I had been seriously planning to go to a Lutheran Hymnfest at the Cathedral, and had been looking forward to it for at least a month. Singing hymns is one of my funnest things to do. Sunday morning, I told my friends at church that I would see them the next evening. Then Monday morning, with my usual pre-tea stupor and post-work hangover, I lay in bed and planned my day. I do this every morning, and then when, as usually happens, things don't go the way I had planned, I can get all frustrated and feel inadequate. As a rule, I plan to do a lot more than I possibly could, so I am doomed to failure from the start. On that morning, as I planned my day, it seemed like a good day to fix Dakki dinner and watch a movie with her. So I called and asked her to come join me for dinner, and of course she accepted. Dakki is not one to turn down free food, no matter what the source. As soon as I hung up the phone, I remembered the Hymnfest! What to do? Disinvite Dakki, or bag the Hymnfest. I didn't really have another available day in the near future to have Dakki, so I decided to stay home and fix a nice dinner. I had been planning to make a bean entree, from a nice bag of giant white Greek beans that were hiding somewhere in my pantry. But I had recently rearranged my dried foods so as to foil the mousies who were helping themselves. Tobias has taken care of them, I am happy to add. Anyway, I could not find the Greek beans, no matter how hard I looked.. I had a box of haricots verts and so decided to use them instead. Unfortunately, I put in too much water and they turned into bean soup. No problem! Bean soup is yummy (sometimes).

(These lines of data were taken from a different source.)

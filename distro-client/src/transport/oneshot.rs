//! Oneshot HTTP transport - in-memory calls into an axum `Router`
//!
//! Uses Tower's `oneshot` to call the router directly, with no network.
//! Handy for embedding a backend in the same process and for tests.

use async_trait::async_trait;
use axum::Router;
use axum::body::Body;
use http::Request;
use serde_json::Value;
use tower::ServiceExt;

use super::{Transport, decode_response};
use crate::error::{ClientError, ClientResult};
use crate::request::PreparedRequest;

/// Oneshot HTTP client (in-memory)
///
/// # Example
///
/// ```ignore
/// let router: Router = build_app().with_state(state);
/// let transport = OneshotHttpClient::new(router);
/// ```
#[derive(Debug, Clone)]
pub struct OneshotHttpClient {
    router: Router,
}

impl OneshotHttpClient {
    /// # Arguments
    /// * `router` - Fully built router (`with_state` already applied)
    pub fn new(router: Router) -> Self {
        Self { router }
    }
}

#[async_trait]
impl Transport for OneshotHttpClient {
    async fn send(&self, request: PreparedRequest) -> ClientResult<Value> {
        let mut builder = Request::builder()
            .method(request.method)
            .uri(&request.path_and_query);
        if let Some(headers) = builder.headers_mut() {
            headers.extend(request.headers);
        }
        let body = match &request.body {
            Some(value) => Body::from(serde_json::to_vec(value)?),
            None => Body::empty(),
        };
        let http_request = builder
            .body(body)
            .map_err(|e| ClientError::InvalidRequest(e.to_string()))?;

        let response = self
            .router
            .clone()
            .oneshot(http_request)
            .await
            .map_err(|e| ClientError::Internal(format!("Oneshot call failed: {e}")))?;

        let status = response.status();
        let bytes = axum::body::to_bytes(response.into_body(), usize::MAX)
            .await
            .map_err(|e| ClientError::Internal(format!("Failed to read body: {e}")))?;
        decode_response(status, &bytes)
    }
}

Our dinner was good, and our movie was better. We watched Otto Preminger's "Bunny Lake is Missing," a rather quirrky Hitchcockian sort of mystery from the early sixties. I have watched several Otto P films lately, and enjoyed them quite a bit. While I had heard of this one, I had not heard much. The title didn't sound too promising, and the review I read was not that enthusiastic either. However it turned out to be very enjoyable. Carol Lynley was the young mother who, days after moving to England, went to pick her child up after the first day at the new school, only to find that Bunny is missing, and no one has seen her. No one at all! Kier Dullea plays her handsome but somewhat sinister and overly affectionate brother, Sir Laurence Olivier the suave police inspector, and Noel Coward her amusingly perverted, Chihuahua carrying, alcoholic landlord, owner of an original whip once belonging “to the Master Himself,” the Marquis de Sade, or so he says. As he is being questioned, he asks the Police Inspector if he would be so kind as to give him a few lashes with it. As the movie progresses, we begin to wonder whether the child, Bunny, has ever existed, as no one, has seen her – or if she is a figment of her fragile mother’s imagination.
The next day I was telling Becca about my missing beans, and she walked into my pantry and spotted them immediately. Grrrr!